FROM <image_with_R_and_ML_libs_installed>:latest
COPY install_spark.sh ./
RUN bash install_spark.sh
ENV SPARK_EXAMPLES_JAR=”/usr/local/spark/examples/jars/spark-examples_2.11–2.3.0.jar”

Bootstrapping the environment

SparkR running in Local Mode

I created a folder sparkr_packages in the edge node home directory and copied here the R installation directory and the packages from the container.

We also need to set some required environment variables.

export PATH=$HOME/sparkr_packages/R/bin:$PATH
export R_LIBS=$HOME/sparkr_packages/R/library
export RHOME=$HOME/sparkr_packages/R
export R_HOME=$HOME/sparkr_packages/R

The R installation requires certain compile-time dependencies which are not needed after the installation. Since we have successfully installed R on the container and validated, we will not require these dependencies on the edge node.

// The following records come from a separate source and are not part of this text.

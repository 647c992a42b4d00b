//! Dataset consolidation and feature engineering.
//!
//! Reads the six per-scenario telemetry files, derives trend/alert
//! features per (scenario, link) group in timestamp order, assigns the
//! scenario's class label to every row, and concatenates the six labeled
//! frames into one dataset without reordering. Scenario files are
//! independent units of work and are parsed concurrently; the final merge
//! is a single-threaded write so output ordering is deterministic and
//! re-running on the same inputs is byte-identical.

use qkdsim_common::{SimTime, TelemetrySample, TELEMETRY_HEADER};
use qkdsim_faults::SCENARIO_NAMES;
use std::collections::BTreeMap;
use std::fs::File;
use std::io::{BufWriter, Write};
use std::path::{Path, PathBuf};
use thiserror::Error;

/// Back-reflection power above this is anomalous (watts). Healthy sources
/// reflect at the femtowatt class; a Trojan-horse probe is milliwatt class.
pub const BACK_REFLECTION_ALERT_W: f64 = 1e-6;

/// Classical QBER alarm threshold (the Tokyo KMS uses 5%).
pub const QBER_ALERT_THRESHOLD: f64 = 0.05;

/// Trailing window length for moving average and variance.
pub const TREND_WINDOW: usize = 5;

/// Exact header of the consolidated dataset file: all telemetry columns
/// plus the derived features and the class label.
pub const DATASET_HEADER: &str = "link_id,timestamp,qber,key_rate_sifted,key_rate_final,detection_count,error_count,dark_count_rate,detector_efficiency,back_reflection_power,phase_error_rate,qber_delta,qber_ma5,qber_var5,key_rate_drop,dark_count_delta,back_reflection_alert,qber_alert,label";

// ============================================================================
// Error Types
// ============================================================================

/// Errors from dataset assembly. All are fatal for the consolidation and
/// name the offending file; no input is ever silently dropped.
#[derive(Debug, Error)]
pub enum ConsolidationError {
    /// A required per-scenario input file does not exist.
    #[error("Missing scenario input file: {path}")]
    MissingInput {
        /// Expected file path.
        path: PathBuf,
    },

    /// An input file's header does not match the telemetry schema.
    #[error("Schema mismatch in {path}: expected '{expected}', found '{found}'")]
    SchemaMismatch {
        /// Offending file path.
        path: PathBuf,
        /// Expected header.
        expected: String,
        /// Header actually present.
        found: String,
    },

    /// A row could not be parsed.
    #[error("Malformed row in {path} line {line}: {message}")]
    Malformed {
        /// Offending file path.
        path: PathBuf,
        /// 1-based line number.
        line: usize,
        /// What went wrong.
        message: String,
    },

    /// IO failure reading an input or writing the output.
    #[error("IO error on {path}: {source}")]
    Io {
        /// File path involved.
        path: PathBuf,
        /// Underlying error.
        #[source]
        source: std::io::Error,
    },
}

// ============================================================================
// Feature Derivation
// ============================================================================

/// Fixed-size trailing window over a per-link series. The window shrinks
/// near the start of a group and never looks ahead.
#[derive(Debug, Clone, Default)]
struct RollingWindow {
    buf: [f64; TREND_WINDOW],
    len: usize,
    next: usize,
}

impl RollingWindow {
    fn push(&mut self, value: f64) {
        self.buf[self.next] = value;
        self.next = (self.next + 1) % TREND_WINDOW;
        if self.len < TREND_WINDOW {
            self.len += 1;
        }
    }

    fn mean(&self) -> f64 {
        self.buf[..self.len.max(1)].iter().sum::<f64>() / self.len.max(1) as f64
    }

    /// Sample variance (n-1 denominator); zero for windows of size one.
    fn variance(&self) -> f64 {
        if self.len < 2 {
            return 0.0;
        }
        let mean = self.mean();
        let ss: f64 = self.buf[..self.len]
            .iter()
            .map(|v| (v - mean) * (v - mean))
            .sum();
        ss / (self.len - 1) as f64
    }
}

/// Per-(scenario, link) derivation state. Features depend only on the same
/// link's prior samples within the same scenario run.
#[derive(Debug, Default)]
struct GroupState {
    window: RollingWindow,
    prev_qber: Option<f64>,
    prev_dark: Option<f64>,
    first_final_rate: Option<f64>,
}

/// One row of the consolidated dataset.
#[derive(Debug, Clone, PartialEq)]
pub struct DatasetRecord {
    /// The underlying telemetry sample.
    pub sample: TelemetrySample,
    /// First difference of QBER within the group (0 at the first row).
    pub qber_delta: f64,
    /// Trailing moving average of QBER, window of up to 5.
    pub qber_ma5: f64,
    /// Trailing sample variance of QBER, same window.
    pub qber_var5: f64,
    /// Final-key-rate drop relative to the group's own first sample.
    pub key_rate_drop: f64,
    /// First difference of the dark-count rate (0 at the first row).
    pub dark_count_delta: f64,
    /// 1 if back-reflection power exceeds [`BACK_REFLECTION_ALERT_W`].
    pub back_reflection_alert: u8,
    /// 1 if QBER exceeds [`QBER_ALERT_THRESHOLD`].
    pub qber_alert: u8,
    /// Class label of the owning scenario.
    pub label: u8,
}

impl DatasetRecord {
    /// Serialize as one CSV row matching [`DATASET_HEADER`].
    pub fn to_csv_row(&self) -> String {
        format!(
            "{},{},{},{},{},{},{},{},{}",
            self.sample.to_csv_row(),
            self.qber_delta,
            self.qber_ma5,
            self.qber_var5,
            self.key_rate_drop,
            self.dark_count_delta,
            self.back_reflection_alert,
            self.qber_alert,
            self.label,
        )
    }
}

/// Derive features for one scenario frame, preserving row order.
///
/// Rows must be in increasing timestamp order per link (the order the
/// telemetry recorder emits). Rows of different links may interleave;
/// state is tracked per link.
pub fn derive_features(label: u8, samples: &[TelemetrySample]) -> Vec<DatasetRecord> {
    let mut groups: BTreeMap<&str, GroupState> = BTreeMap::new();
    let mut records = Vec::with_capacity(samples.len());

    for sample in samples {
        let state = groups.entry(sample.link_id.as_str()).or_default();

        let qber_delta = state.prev_qber.map_or(0.0, |prev| sample.qber - prev);
        let dark_count_delta = state
            .prev_dark
            .map_or(0.0, |prev| sample.dark_count_rate - prev);

        state.window.push(sample.qber);
        let qber_ma5 = state.window.mean();
        let qber_var5 = state.window.variance();

        let first = *state
            .first_final_rate
            .get_or_insert(sample.key_rate_final);
        let key_rate_drop = if first > 0.0 {
            (first - sample.key_rate_final) / first
        } else {
            0.0
        };

        state.prev_qber = Some(sample.qber);
        state.prev_dark = Some(sample.dark_count_rate);

        records.push(DatasetRecord {
            qber_delta,
            qber_ma5,
            qber_var5,
            key_rate_drop,
            dark_count_delta,
            back_reflection_alert: u8::from(
                sample.back_reflection_power > BACK_REFLECTION_ALERT_W,
            ),
            qber_alert: u8::from(sample.qber > QBER_ALERT_THRESHOLD),
            label,
            sample: sample.clone(),
        });
    }

    records
}

// ============================================================================
// Telemetry Parsing
// ============================================================================

/// Parse one telemetry file: header check, then rows in file order.
pub fn read_telemetry_file(path: &Path) -> Result<Vec<TelemetrySample>, ConsolidationError> {
    if !path.exists() {
        return Err(ConsolidationError::MissingInput {
            path: path.to_path_buf(),
        });
    }
    let text = std::fs::read_to_string(path).map_err(|source| ConsolidationError::Io {
        path: path.to_path_buf(),
        source,
    })?;

    let mut lines = text.lines();
    let header = lines.next().unwrap_or("");
    if header != TELEMETRY_HEADER {
        return Err(ConsolidationError::SchemaMismatch {
            path: path.to_path_buf(),
            expected: TELEMETRY_HEADER.to_string(),
            found: header.to_string(),
        });
    }

    let mut samples = Vec::new();
    for (i, line) in lines.enumerate() {
        if line.is_empty() {
            continue;
        }
        samples.push(parse_row(path, i + 2, line)?);
    }
    Ok(samples)
}

fn parse_row(path: &Path, line_no: usize, line: &str) -> Result<TelemetrySample, ConsolidationError> {
    let malformed = |message: String| ConsolidationError::Malformed {
        path: path.to_path_buf(),
        line: line_no,
        message,
    };

    let fields: Vec<&str> = line.split(',').collect();
    let expected = TELEMETRY_HEADER.split(',').count();
    if fields.len() != expected {
        return Err(malformed(format!(
            "expected {expected} fields, found {}",
            fields.len()
        )));
    }

    fn num<T: std::str::FromStr>(field: &str, name: &str) -> Result<T, String> {
        field
            .parse()
            .map_err(|_| format!("invalid {name}: '{field}'"))
    }

    Ok(TelemetrySample {
        link_id: fields[0].to_string(),
        timestamp: SimTime::from_ps(num(fields[1], "timestamp").map_err(&malformed)?),
        qber: num(fields[2], "qber").map_err(&malformed)?,
        key_rate_sifted: num(fields[3], "key_rate_sifted").map_err(&malformed)?,
        key_rate_final: num(fields[4], "key_rate_final").map_err(&malformed)?,
        detection_count: num(fields[5], "detection_count").map_err(&malformed)?,
        error_count: num(fields[6], "error_count").map_err(&malformed)?,
        dark_count_rate: num(fields[7], "dark_count_rate").map_err(&malformed)?,
        detector_efficiency: num(fields[8], "detector_efficiency").map_err(&malformed)?,
        back_reflection_power: num(fields[9], "back_reflection_power").map_err(&malformed)?,
        phase_error_rate: num(fields[10], "phase_error_rate").map_err(&malformed)?,
    })
}

// ============================================================================
// Consolidation
// ============================================================================

/// Consolidate the six per-scenario telemetry files in `data_dir`
/// (`dataset_<scenario>.csv`, one per scenario) into one labeled dataset
/// at `output`. Returns the total row count written.
///
/// Files are parsed and feature-derived concurrently (one unit of work per
/// scenario); the concatenation is a single sequential write in class-label
/// order, so the result is deterministic and groups never split across the
/// merge boundary.
pub fn consolidate(data_dir: &Path, output: &Path) -> Result<u64, ConsolidationError> {
    let paths: Vec<PathBuf> = SCENARIO_NAMES
        .iter()
        .map(|name| crate::telemetry::scenario_file(data_dir, name))
        .collect();

    // Fail on missing inputs before spawning any work.
    for path in &paths {
        if !path.exists() {
            return Err(ConsolidationError::MissingInput { path: path.clone() });
        }
    }

    // Every frame must parse before the output file is touched, so a bad
    // input never leaves a truncated dataset behind.
    let frames: Vec<Vec<DatasetRecord>> = std::thread::scope(|scope| {
        let handles: Vec<_> = paths
            .iter()
            .enumerate()
            .map(|(label, path)| {
                scope.spawn(move || {
                    let samples = read_telemetry_file(path)?;
                    Ok(derive_features(label as u8, &samples))
                })
            })
            .collect();
        handles
            .into_iter()
            .map(|h| h.join().unwrap_or_else(|_| panic!("consolidation worker panicked")))
            .collect::<Result<_, ConsolidationError>>()
    })?;

    if let Some(parent) = output.parent() {
        if !parent.as_os_str().is_empty() {
            std::fs::create_dir_all(parent).map_err(|source| ConsolidationError::Io {
                path: output.to_path_buf(),
                source,
            })?;
        }
    }
    let io_err = |source| ConsolidationError::Io {
        path: output.to_path_buf(),
        source,
    };
    let mut writer = BufWriter::new(File::create(output).map_err(io_err)?);

    writeln!(writer, "{}", DATASET_HEADER).map_err(io_err)?;
    let mut rows = 0u64;
    for frame in frames {
        for record in &frame {
            writeln!(writer, "{}", record.to_csv_row()).map_err(io_err)?;
            rows += 1;
        }
        tracing::debug!(rows = frame.len(), "merged scenario frame");
    }
    writer.flush().map_err(io_err)?;

    tracing::info!(rows, output = %output.display(), "consolidated dataset written");
    Ok(rows)
}

// ============================================================================
// Tests
// ============================================================================
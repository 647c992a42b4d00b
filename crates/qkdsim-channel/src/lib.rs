//! # qkdsim-channel
//!
//! BB84 physical-layer engine for the QKD fault-telemetry pipeline.
//!
//! This crate provides:
//! - The engine seam ([`QuantumEngine`]) the simulation driver talks to
//! - A per-interval BB84 counter model ([`Bb84Engine`])
//! - PHY helpers ([`binary_entropy`], [`secure_fraction`])
//! - A seeded measurement-noise model ([`NoiseConfig`])
//!
//! The engine owns all stochastic behavior. Fault trends are applied
//! upstream through parameter overrides; the engine only sees effective
//! parameters per interval, so the deterministic trend and the noise layer
//! stay separable.

use qkdsim_common::{DetectorReadout, IntervalOutput, ParameterSet, RawCounters, SimTime};
use rand::SeedableRng;
use rand_chacha::ChaCha8Rng;
use rand_distr::{Distribution, Normal};
use thiserror::Error;

// ============================================================================
// Error Types
// ============================================================================

/// Failure reported by a physical engine for one interval.
#[derive(Debug, Error)]
pub enum EngineError {
    /// Transient failure; the driver may retry the interval once.
    #[error("transient engine failure: {0}")]
    Transient(String),

    /// Unrecoverable failure for this run.
    #[error("engine failure: {0}")]
    Fatal(String),

    /// Parameters the engine cannot simulate.
    #[error("invalid engine input: {0}")]
    InvalidInput(String),
}

impl EngineError {
    /// True if the interval may be retried.
    pub fn is_transient(&self) -> bool {
        matches!(self, EngineError::Transient(_))
    }
}

// ============================================================================
// Engine Seam
// ============================================================================

/// The contract between the simulation driver and the physical engine.
///
/// The driver never inspects engine internals: per interval it hands over
/// the effective parameters and receives aggregate counters back. State may
/// accumulate inside the engine across intervals of one run (the interval
/// loop is strictly sequential for this reason), so one engine instance
/// must never be shared between scenario runs.
pub trait QuantumEngine {
    /// Advance the physical state of one link over one sampling interval
    /// and return the raw counters and detector readout for it.
    fn advance_interval(
        &mut self,
        link_id: &str,
        params: &ParameterSet,
        interval: SimTime,
        source_frequency_hz: f64,
    ) -> Result<IntervalOutput, EngineError>;
}

// ============================================================================
// PHY Helpers
// ============================================================================

/// Shannon binary entropy h2(p), zero at the endpoints.
pub fn binary_entropy(p: f64) -> f64 {
    if p <= 0.0 || p >= 1.0 {
        return 0.0;
    }
    -p * p.log2() - (1.0 - p) * (1.0 - p).log2()
}

/// Error-correction inefficiency over the Shannon limit (Cascade class).
pub const EC_INEFFICIENCY: f64 = 1.16;

/// Fraction of sifted bits surviving error correction and privacy
/// amplification at a given QBER: `1 - h2(q) - f·h2(q)`, floored at zero.
/// Goes to zero slightly above the 11% BB84 security threshold.
pub fn secure_fraction(qber: f64) -> f64 {
    (1.0 - (1.0 + EC_INEFFICIENCY) * binary_entropy(qber)).max(0.0)
}

// ============================================================================
// Noise Model
// ============================================================================

/// Measurement-noise magnitudes layered on top of the deterministic trend.
///
/// Defaults are small enough that a nominal run never trips the 5% QBER
/// alert and a faulted run's trend shape stays visible through the noise.
#[derive(Debug, Clone)]
pub struct NoiseConfig {
    /// Relative sigma on detection counts.
    pub detection_rel_sigma: f64,
    /// Absolute sigma on the observed QBER.
    pub qber_sigma: f64,
    /// Relative sigma on the observed dark-count rate.
    pub dark_count_rel_sigma: f64,
    /// Absolute sigma on the observed detector efficiency.
    pub efficiency_sigma: f64,
    /// Relative sigma on the observed back-reflection power.
    pub back_reflection_rel_sigma: f64,
}

impl Default for NoiseConfig {
    fn default() -> Self {
        Self {
            detection_rel_sigma: 0.01,
            qber_sigma: 0.0008,
            dark_count_rel_sigma: 0.02,
            efficiency_sigma: 0.002,
            back_reflection_rel_sigma: 0.03,
        }
    }
}

impl NoiseConfig {
    /// Noise disabled entirely; the engine output equals the deterministic
    /// expectation. Used by tests asserting exact trend shape.
    pub fn disabled() -> Self {
        Self {
            detection_rel_sigma: 0.0,
            qber_sigma: 0.0,
            dark_count_rel_sigma: 0.0,
            efficiency_sigma: 0.0,
            back_reflection_rel_sigma: 0.0,
        }
    }
}

// ============================================================================
// BB84 Engine
// ============================================================================

/// Per-interval BB84 counter model.
///
/// For each interval the expected detection budget is
/// `pulses · µ · T(fiber) · η` signal clicks plus `dark_rate · Δt` dark
/// clicks; half the signal survives basis sifting and the secure fraction
/// of that survives distillation. Gaussian measurement noise (seeded,
/// reproducible) perturbs counts and readouts.
pub struct Bb84Engine {
    rng: ChaCha8Rng,
    noise: NoiseConfig,
}

impl Bb84Engine {
    /// Create an engine for one scenario run.
    ///
    /// `seed` is the dataset-wide seed; `stream` separates scenario runs
    /// (the scenario label is used), keeping parallel runs independently
    /// reproducible.
    pub fn new(seed: u64, stream: u64) -> Self {
        Self::with_noise(seed, stream, NoiseConfig::default())
    }

    /// Create an engine with an explicit noise configuration.
    pub fn with_noise(seed: u64, stream: u64, noise: NoiseConfig) -> Self {
        let mut rng = ChaCha8Rng::seed_from_u64(seed);
        rng.set_stream(stream);
        Self { rng, noise }
    }

    /// Draw from N(mean, sigma), with sigma 0 collapsing to the mean.
    fn gauss(&mut self, mean: f64, sigma: f64) -> f64 {
        if sigma <= 0.0 {
            return mean;
        }
        match Normal::new(mean, sigma) {
            Ok(dist) => dist.sample(&mut self.rng),
            Err(_) => mean,
        }
    }
}

impl QuantumEngine for Bb84Engine {
    fn advance_interval(
        &mut self,
        _link_id: &str,
        params: &ParameterSet,
        interval: SimTime,
        source_frequency_hz: f64,
    ) -> Result<IntervalOutput, EngineError> {
        let dt_s = interval.as_secs_f64();
        if dt_s <= 0.0 {
            return Err(EngineError::InvalidInput(
                "sampling interval must be positive".to_string(),
            ));
        }
        if source_frequency_hz <= 0.0 {
            return Err(EngineError::InvalidInput(
                "light-source frequency must be positive".to_string(),
            ));
        }

        let pulses = source_frequency_hz * dt_s;
        let p_click = params.mean_photon_number * params.transmittance() * params.detector_efficiency;
        let expected_signal = pulses * p_click;
        let expected_dark = params.dark_count_rate * dt_s;

        let signal = self
            .gauss(
                expected_signal,
                expected_signal * self.noise.detection_rel_sigma,
            )
            .max(0.0);
        let dark = self
            .gauss(expected_dark, expected_dark * self.noise.dark_count_rel_sigma)
            .max(0.0);

        let detections = (signal + dark).round() as i64;
        let qber = (params.qber() + self.gauss(0.0, self.noise.qber_sigma)).clamp(0.0, 1.0);
        let errors = ((detections as f64) * qber).round() as i64;

        // Basis sifting keeps half the signal clicks; distillation keeps
        // the secure fraction of that. The key-rate multiplier models the
        // protocol layer stopping (relay down, channel dead) without
        // touching the optics.
        let sifted = (signal / 2.0 * params.key_rate_multiplier).round() as i64;
        let final_bits = (sifted as f64 * secure_fraction(qber)).round() as i64;

        let readout = DetectorReadout {
            dark_count_rate: self
                .gauss(
                    params.dark_count_rate,
                    params.dark_count_rate * self.noise.dark_count_rel_sigma,
                )
                .max(0.0),
            detector_efficiency: self
                .gauss(params.detector_efficiency, self.noise.efficiency_sigma)
                .clamp(0.0, 1.0),
            back_reflection_power: self
                .gauss(
                    params.back_reflection_power,
                    params.back_reflection_power * self.noise.back_reflection_rel_sigma,
                )
                .max(0.0),
            phase_error_rate: params.phase_error_rate,
        };

        Ok(IntervalOutput {
            counters: RawCounters {
                detections,
                errors,
                sifted_bits: sifted,
                final_bits,
            },
            readout,
        })
    }
}

// ============================================================================
// Tests
// ============================================================================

We would still need the run time dependencies which are required during the RScript execution. Without these libs present, starting up the R console will fail with an error like this

$HOME/sparkr_packages/R/bin/exec/R: error while loading shared libraries: libtre.so.5: cannot open shared object file: No such file or directory

In my case, I needed libtre.so.5 and libpcre2–8.so.0 on the edge node.

These libs are also present in the container at /usr/lib64/. Just like the R installation directory I also copied them to the edge node at sparkr_packages.
We need to set the LD_LIBRARY_PATH to point to this location for R runtime to access these libs. We can also add these libs to R/libs to make them available for R runtime.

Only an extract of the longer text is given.